Aberrations are errors in an image that occur because of imperfections in the optical system. Another way of saying this is that aberrations result when the optical system misdirects some of the object’s rays. Optical components can create errors in an image even if they are made of the best materials and have no defects. Some types of aberrations can occur when electromagnetic radiation of one wavelength is being imaged (monochromatic aberrations), and other types occur when electromagnetic radiation of two or more wavelengths is imaged (chromatic aberrations). The origins and consequences of chromatic radiation were discussed in the previous section.
Monochromatic aberrations can be grouped into several different categories: spherical, coma, astigmatism, field curvature, and distortion.The idea of reference sphere is often used in discussions of aberrations. For all spheres, a ray drawn perpendicular to the sphere’s surface will intersect the center of the sphere, no matter what spot on the surface is picked.

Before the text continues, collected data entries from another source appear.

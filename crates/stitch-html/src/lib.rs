//! stitch HTML
//!
//! HTML5 parsing built on html5ever, plus the serializer that turns the
//! arena tree back into markup.

mod parser;
mod serializer;

use std::borrow::Cow;

use stitch_dom::{Document, DomResult, DomTree, NodeId};

pub use parser::{Fragment, HtmlParser};
pub use serializer::{inner_html, is_void_element, outer_html, serialize_document, DOCTYPE};

/// Parse a full HTML document
pub fn parse(html: &str) -> Document {
    HtmlParser::new().parse(html)
}

/// Parse markup as a body fragment
pub fn parse_fragment(markup: &str) -> Fragment {
    HtmlParser::new().parse_fragment(markup)
}

/// Deep-clone every node of a fragment into `tree`.
///
/// The returned nodes are detached and in fragment order.
pub fn import_fragment(tree: &mut DomTree, fragment: &Fragment) -> DomResult<Vec<NodeId>> {
    fragment
        .nodes
        .iter()
        .map(|&id| tree.import_node(&fragment.document.tree, id, true))
        .collect()
}

/// Replace the children of `id` with the parsed `markup`
pub fn set_inner_html(tree: &mut DomTree, id: NodeId, markup: &str) -> DomResult<Vec<NodeId>> {
    let fragment = parse_fragment(markup);
    let nodes = import_fragment(tree, &fragment)?;
    tree.remove_children(id)?;
    for &node in &nodes {
        tree.append_child(id, node)?;
    }
    Ok(nodes)
}

/// Wrap bare page markup in a minimal document shell.
///
/// Sources that already carry an `<html` tag are returned unchanged.
pub fn ensure_document_shell(source: &str) -> Cow<'_, str> {
    if source.to_ascii_lowercase().contains("<html") {
        Cow::Borrowed(source)
    } else {
        Cow::Owned(format!("<html><head></head><body>{source}</body></html>"))
    }
}

/// Rewrite a leading doctype declaration to the lowercase `<!doctype html>` form
pub fn normalize_doctype(html: &str) -> Cow<'_, str> {
    let start = html.len() - html.trim_start().len();
    let rest = &html[start..];
    let is_doctype = rest
        .get(..9)
        .is_some_and(|prefix| prefix.eq_ignore_ascii_case("<!doctype"));
    if !is_doctype {
        return Cow::Borrowed(html);
    }
    let Some(end) = rest.find('>') else {
        return Cow::Borrowed(html);
    };
    if &rest[..=end] == DOCTYPE {
        return Cow::Borrowed(html);
    }
    Cow::Owned(format!("{}{}{}", &html[..start], DOCTYPE, &rest[end + 1..]))
}
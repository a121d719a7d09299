//! stitch DOM
//!
//! Arena-based element tree used by every build pass.
//!
//! Nodes live in a single `Vec` and link to each other through [`NodeId`]
//! indices. Detached nodes stay in the arena until the tree is dropped,
//! which is fine for the per-file, per-pass lifetime of a build tree.

mod node;
mod tree;
mod document;
mod selector;

pub use node::{Attribute, ElementData, Node, NodeData, NodeType};
pub use tree::{Children, DomTree};
pub use document::Document;
pub use selector::Selector;

/// Node identifier (index into arena)
#[derive(Debug, Clone, Copy, PartialEq, Eq, Hash, PartialOrd, Ord)]
pub struct NodeId(pub(crate) u32);

impl NodeId {
    /// Document root node ID
    pub const ROOT: NodeId = NodeId(0);
    /// Sentinel for "no node"
    pub const NONE: NodeId = NodeId(u32::MAX);

    /// Check whether this ID points at a node
    #[inline]
    pub fn is_valid(self) -> bool {
        self != Self::NONE
    }

    /// Raw arena index, used to hand node handles across the script boundary
    #[inline]
    pub fn index(self) -> u32 {
        self.0
    }

    /// Rebuild an ID from a raw index
    #[inline]
    pub fn from_index(index: u32) -> Self {
        Self(index)
    }
}

/// Result type for tree operations
pub type DomResult<T> = Result<T, DomError>;

/// Tree operation errors
#[derive(Debug, Clone, PartialEq, Eq, thiserror::Error)]
pub enum DomError {
    /// Node not found
    #[error("Node not found")]
    NotFound,
    /// Hierarchy error (e.g., inserting an ancestor into its descendant)
    #[error("Hierarchy request error")]
    HierarchyRequest,
    /// The operation needs a different node type
    #[error("Invalid node type")]
    InvalidNodeType,
    /// Reference node is not a child of the given parent
    #[error("Node is not a child")]
    NotAChild,
}
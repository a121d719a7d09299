//! Dev Server
//!
//! Builds once, serves the target directory over HTTP, and rebuilds on
//! every source change. Connected pages hold a `/dev-reload` event
//! stream and are told to reload after each successful rebuild.
//!
//! Everything runs on one `LocalExecutor`: connections are independent
//! tasks, and a single rebuild task drains queued change events before
//! each build so rebuilds never overlap.

use std::future::Future;
use std::net::SocketAddr;
use std::path::{Component, Path, PathBuf};
use std::rc::Rc;
use std::time::Duration;

use smol::channel::Receiver;
use smol::io::{AsyncReadExt, AsyncWriteExt, BufReader};
use smol::net::{TcpListener, TcpStream};
use smol::{LocalExecutor, Timer};
use stitch_net::{NetError, ReloadHub, Request, Response, SseEvent};

use crate::config::{BuildConfig, DevServerConfig};
use crate::watcher::{ChangeEvent, SourceWatcher};
use crate::workspace::{sweep_orphaned_workspaces, BuildOutcome, WorkspaceManager};
use crate::BuildResult;

/// Event stream endpoint
pub const RELOAD_PATH: &str = "/dev-reload";

/// Quiet period after a change before rebuilding
const DEBOUNCE: Duration = Duration::from_millis(100);

/// Injected before `</body>` of every served page
pub const RELOAD_SCRIPT: &str = r#"<script>
(function () {
  function connect() {
    var source = new EventSource('/dev-reload');
    source.onmessage = function (event) {
      if (event.data === 'reload') location.reload();
    };
    source.onerror = function () {
      source.close();
      setTimeout(connect, 1000);
    };
  }
  connect();
})();
</script>"#;

/// Development server
#[derive(Debug, Clone)]
pub struct DevServer {
    manager: WorkspaceManager,
    config: DevServerConfig,
}

impl DevServer {
    pub fn new(build: BuildConfig, config: DevServerConfig) -> Self {
        Self {
            manager: WorkspaceManager::new(build),
            config,
        }
    }

    /// Sweep leftovers, build, start watching, and bind the socket.
    ///
    /// A failed initial build is logged; the server still starts so the
    /// next save can fix it.
    pub async fn start(self) -> BuildResult<RunningDevServer> {
        let build = self.manager.config().clone();
        let swept = sweep_orphaned_workspaces(&build.workspace_root())?;
        if swept > 0 {
            tracing::info!("Cleaned up {} orphaned workspaces", swept);
        }

        if let Err(err) = self.manager.build().await {
            tracing::error!("Initial build failed: {}", err);
        }

        let watcher = SourceWatcher::new(&build.source_dir, &build.target_dir)?;
        let listener = TcpListener::bind(self.config.address())
            .await
            .map_err(NetError::from)?;
        let local_addr = listener.local_addr().map_err(NetError::from)?;
        tracing::info!("Dev server listening on http://{}", local_addr);

        Ok(RunningDevServer {
            listener,
            local_addr,
            watcher,
            manager: self.manager,
            target: build.target_dir,
            grace: self.config.shutdown_grace(),
        })
    }
}

/// A bound dev server, ready to serve
pub struct RunningDevServer {
    listener: TcpListener,
    local_addr: SocketAddr,
    watcher: SourceWatcher,
    manager: WorkspaceManager,
    target: PathBuf,
    grace: Duration,
}

struct ServerState {
    target: PathBuf,
    hub: ReloadHub<TcpStream>,
}

impl RunningDevServer {
    pub fn local_addr(&self) -> SocketAddr {
        self.local_addr
    }

    /// Serve until `shutdown` resolves, then stop the watcher, close the
    /// socket, and give in-flight requests the grace period to finish
    pub async fn serve_until(self, shutdown: impl Future<Output = ()>) -> BuildResult<()> {
        let RunningDevServer {
            listener,
            watcher,
            manager,
            target,
            grace,
            ..
        } = self;
        let state = Rc::new(ServerState {
            target,
            hub: ReloadHub::new(),
        });

        let ex = LocalExecutor::new();
        ex.run(async {
            let rebuilds = ex.spawn(rebuild_loop(manager, watcher.events(), state.clone()));
            smol::future::or(accept_loop(&ex, &listener, state.clone()), shutdown).await;

            tracing::info!("Shutting down dev server");
            drop(watcher);
            drop(listener);
            Timer::after(grace).await;
            let _ = rebuilds.cancel().await;
        })
        .await;
        Ok(())
    }
}

async fn accept_loop(ex: &LocalExecutor<'_>, listener: &TcpListener, state: Rc<ServerState>) {
    loop {
        match listener.accept().await {
            Ok((stream, peer)) => {
                tracing::trace!("Connection from {}", peer);
                ex.spawn(handle_connection(stream, state.clone())).detach();
            }
            Err(err) => tracing::warn!("Accept failed: {}", err),
        }
    }
}

async fn rebuild_loop(manager: WorkspaceManager, events: Receiver<ChangeEvent>, state: Rc<ServerState>) {
    while let Ok(first) = events.recv().await {
        Timer::after(DEBOUNCE).await;
        let mut changed = first.paths.len();
        while let Ok(more) = events.try_recv() {
            changed += more.paths.len();
        }
        tracing::info!("{} paths changed, rebuilding", changed);

        match manager.build().await {
            Ok(BuildOutcome::Built(_)) => {
                let notified = state.hub.broadcast(&SseEvent::message("reload")).await;
                tracing::info!("Reload sent to {} clients", notified);
            }
            Ok(BuildOutcome::Skipped) => {}
            Err(err) => tracing::error!("Rebuild failed: {}", err),
        }
    }
    tracing::debug!("Watcher closed, rebuild loop finished");
}

async fn handle_connection(stream: TcpStream, state: Rc<ServerState>) {
    let mut reader = BufReader::new(stream.clone());
    let mut writer = stream;
    let request = match Request::read_from(&mut reader).await {
        Ok(request) => request,
        Err(NetError::ConnectionClosed) => return,
        Err(err) => {
            tracing::debug!("Bad request: {}", err);
            let _ = Response::text(400, "Bad Request").write_to(&mut writer).await;
            return;
        }
    };

    if request.method == "GET" && request.path == RELOAD_PATH {
        if let Err(err) = stream_reloads(writer, reader, &state.hub).await {
            tracing::debug!("Reload stream ended: {}", err);
        }
        return;
    }

    let response = respond(&state.target, &request).await;
    tracing::debug!("{} {} -> {}", request.method, request.target, response.status);
    if let Err(err) = response.write_to(&mut writer).await {
        tracing::debug!("Write failed: {}", err);
    }
}

/// Hold a `/dev-reload` stream open until the client goes away
async fn stream_reloads(
    mut stream: TcpStream,
    mut reader: BufReader<TcpStream>,
    hub: &ReloadHub<TcpStream>,
) -> std::io::Result<()> {
    let mut head = Response::event_stream().serialize_head();
    head.extend_from_slice(SseEvent::message("connected").encode().as_bytes());
    stream.write_all(&head).await?;
    stream.flush().await?;

    let id = hub.register(stream);
    let mut buf = [0u8; 512];
    let result = loop {
        match reader.read(&mut buf).await {
            Ok(0) => break Ok(()),
            Ok(_) => continue,
            Err(err) => break Err(err),
        }
    };
    hub.remove(id);
    result
}

/// Answer a non-stream request from the target directory
pub async fn respond(target: &Path, request: &Request) -> Response {
    if request.method != "GET" {
        return Response::text(405, "Method Not Allowed").header("Allow", "GET");
    }
    let Some(relative) = sanitize_path(&request.path) else {
        return Response::text(400, "Bad Request");
    };
    let Some(file) = resolve_file(target, &relative, request.path.ends_with('/')).await else {
        return Response::text(404, "Not Found");
    };

    let bytes = match smol::fs::read(&file).await {
        Ok(bytes) => bytes,
        Err(err) => {
            tracing::warn!("Failed to read {}: {}", file.display(), err);
            return Response::text(500, "Internal Server Error");
        }
    };
    let content_type = content_type(&file);
    let body = if content_type.starts_with("text/html") {
        inject_reload_script(&String::from_utf8_lossy(&bytes)).into_bytes()
    } else {
        bytes
    };
    Response::new(200).header("Content-Type", content_type).body(body)
}

/// Request path relative to the target; `None` if it tries to leave it
pub fn sanitize_path(path: &str) -> Option<PathBuf> {
    let relative = PathBuf::from(path.trim_start_matches('/'));
    for component in relative.components() {
        if !matches!(component, Component::Normal(_) | Component::CurDir) {
            return None;
        }
    }
    Some(relative)
}

/// Map a request path onto a file: `/` and trailing slashes serve
/// `index.html`, extensionless paths fall back to `<path>.html`, then to
/// `<path>/index.html`
async fn resolve_file(target: &Path, relative: &Path, trailing_slash: bool) -> Option<PathBuf> {
    let base = target.join(relative);
    if relative.as_os_str().is_empty() || trailing_slash {
        let index = base.join("index.html");
        return is_file(&index).await.then_some(index);
    }
    if is_file(&base).await {
        return Some(base);
    }
    if relative.extension().is_none() {
        let mut with_ext = base.clone().into_os_string();
        with_ext.push(".html");
        let with_ext = PathBuf::from(with_ext);
        if is_file(&with_ext).await {
            return Some(with_ext);
        }
    }
    let index = base.join("index.html");
    is_file(&index).await.then_some(index)
}

async fn is_file(path: &Path) -> bool {
    smol::fs::metadata(path).await.is_ok_and(|m| m.is_file())
}

/// Insert [`RELOAD_SCRIPT`] before the last `</body>`, or append it
pub fn inject_reload_script(html: &str) -> String {
    match html.rfind("</body>") {
        Some(index) => format!("{}{}{}", &html[..index], RELOAD_SCRIPT, &html[index..]),
        None => format!("{html}{RELOAD_SCRIPT}"),
    }
}

fn content_type(path: &Path) -> &'static str {
    match path.extension().and_then(|e| e.to_str()).unwrap_or_default() {
        "html" | "htm" => "text/html; charset=utf-8",
        "css" => "text/css; charset=utf-8",
        "js" | "mjs" => "application/javascript; charset=utf-8",
        "json" => "application/json; charset=utf-8",
        "txt" => "text/plain; charset=utf-8",
        "svg" => "image/svg+xml",
        "png" => "image/png",
        "jpg" | "jpeg" => "image/jpeg",
        "gif" => "image/gif",
        "webp" => "image/webp",
        "ico" => "image/x-icon",
        "woff" => "font/woff",
        "woff2" => "font/woff2",
        "wasm" => "application/wasm",
        _ => "application/octet-stream",
    }
}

Sphere with rays drawn perpendicular to the surface intersect at the center of the sphere.
A reference sphere isn’t a physical structure; it’s just a mathematical construct that the wavefront of the electromagnetic radiation is compared to. If the electromagnetic wavefront has the shape of the reference sphere, then the wavefront will come to a perfect focus at the center of the sphere. Remember that the definition of a ray specifies that rays are drawn perpendicular to the wavefront. All of the rays associated with a spherical wavefront will intersect at the center of the sphere. If the wavefront is not spherical, some of the rays will pass through the center of the sphere.
Some rays on an aberrated wavefront focus to a different point, W, than do rays that are perpendicular to the reference sphere.
By comparing the wavefront of the electromagnetic radiation with the reference sphere, it is possible to determine what aberrations are present in an image and how severe they are.
Spherical aberrations occur for lenses that have spherical surfaces. Rays passing through points on a lens farther away from an axis are refracted more than those closer to the axis. This results in a distribution of foci along the optical axis.